San Valdez Burch is the president of ISAAC, an interfaith organization where people of
conscience draw on the teachings of faiths to work in solidarity for human dignity and
immigration justice. She is working on developing and using an intersectionality framework in
healing spaces, faith communities, and work where the BIPOC community is continuously
harmed. Her heart and desire is to help foster and establish an understanding of healing justice as
a necessary component of social justice and racial equity, so that, as Cara Page writes, so that
‘healing justice can move from being symbolic to actionable work.” “This call is to create
healing systems that conduct the symphony of the soul.” Jaiya John.

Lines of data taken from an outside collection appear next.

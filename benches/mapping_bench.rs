use criterion::{black_box, criterion_group, criterion_main, BenchmarkId, Criterion};
use notebridge::model::{Block, BlockDraft, ImportItem, NoteDraft, SourceNote};
use notebridge::store::Graph;
use notebridge::MappingCache;
use std::collections::BTreeSet;

fn make_mapping(size: usize) -> MappingCache {
    let mut mapping = MappingCache::new();
    for i in 0..size {
        mapping.upsert(format!("r{}", i), format!("s{}", i));
    }
    mapping
}

fn make_page(i: usize) -> SourceNote {
    SourceNote {
        uid: format!("p{}", i),
        title: format!("Page {}", i),
        children: vec![Block {
            uid: format!("b{}", i),
            string: format!("links to [[Page {}]] and ((b{}))", i / 2, i / 3),
            children: vec![],
            refs: vec![],
        }],
        page_refs: BTreeSet::new(),
        edit_time: None,
    }
}

fn bench_upsert(c: &mut Criterion) {
    let mut group = c.benchmark_group("mapping_upsert");

    for size in [100, 500, 1000, 5000].iter() {
        group.bench_with_input(BenchmarkId::from_parameter(size), size, |b, &size| {
            b.iter(|| make_mapping(black_box(size)));
        });
    }
    group.finish();
}

fn bench_lookup(c: &mut Criterion) {
    let mut group = c.benchmark_group("mapping_lookup");

    for size in [100, 500, 1000, 5000].iter() {
        let mapping = make_mapping(*size);
        group.bench_with_input(BenchmarkId::from_parameter(size), size, |b, &size| {
            b.iter(|| {
                for i in 0..size {
                    black_box(mapping.lookup_by_source(&format!("r{}", i)));
                    black_box(mapping.lookup_by_sink(&format!("s{}", i)));
                }
            });
        });
    }
    group.finish();
}

fn bench_cache_roundtrip(c: &mut Criterion) {
    let mut group = c.benchmark_group("mapping_parse");

    for size in [100, 1000, 5000].iter() {
        let raw = make_mapping(*size).serialize();
        group.bench_with_input(BenchmarkId::from_parameter(size), &raw, |b, raw| {
            b.iter(|| MappingCache::parse(black_box(raw)).unwrap());
        });
    }
    group.finish();
}

fn bench_graph_merge(c: &mut Criterion) {
    let mut group = c.benchmark_group("graph_merge");

    for page_count in [100, 500, 1000].iter() {
        let graph = Graph::new((0..*page_count).map(make_page).collect());
        let batch: Vec<ImportItem> = (0..10)
            .map(|i| ImportItem::Update {
                uid: format!("p{}", i),
                draft: NoteDraft {
                    title: format!("Renamed {}", i),
                    children: vec![BlockDraft::text("rewritten")],
                },
                origin: None,
            })
            .collect();

        group.bench_with_input(
            BenchmarkId::from_parameter(page_count),
            page_count,
            |b, _| {
                b.iter(|| {
                    let mut graph = graph.clone();
                    let mut n = 0usize;
                    graph
                        .merge(black_box(&batch), || {
                            n += 1;
                            format!("new{}", n)
                        })
                        .unwrap()
                });
            },
        );
    }
    group.finish();
}

criterion_group!(
    benches,
    bench_upsert,
    bench_lookup,
    bench_cache_roundtrip,
    bench_graph_merge
);
criterion_main!(benches);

Rena Trujillo identifies as a queer, multiracial, Indigenous woman of color. She recently graduated from Colorado State University with her bachelor’s degree in Ethnic Studies and a minor in Women’s Studies. As she navigates post-grad life she spends much of her time trying to share knowledge and skills gained inside an academic institution and make it accessible to all people. Recently, she has been building knowledge and skills directly related to environmental justice by attending non-violent direct action camps led by Indigenous peoples. She believes there is great power that lies at the intersection of embodiment work, land-based practices, and social and environmental justice. Having access to clean air, water, and soil should be a basic human and non-human right, so until that is achieved and maintained for all beings, her body will remain on the frontlines. Pleasure activities include hiking, fishing, ethically hunting and gathering, creative resistance through art, dancing, eating food, and attending music concerts. She is a proud plant and puppy companion.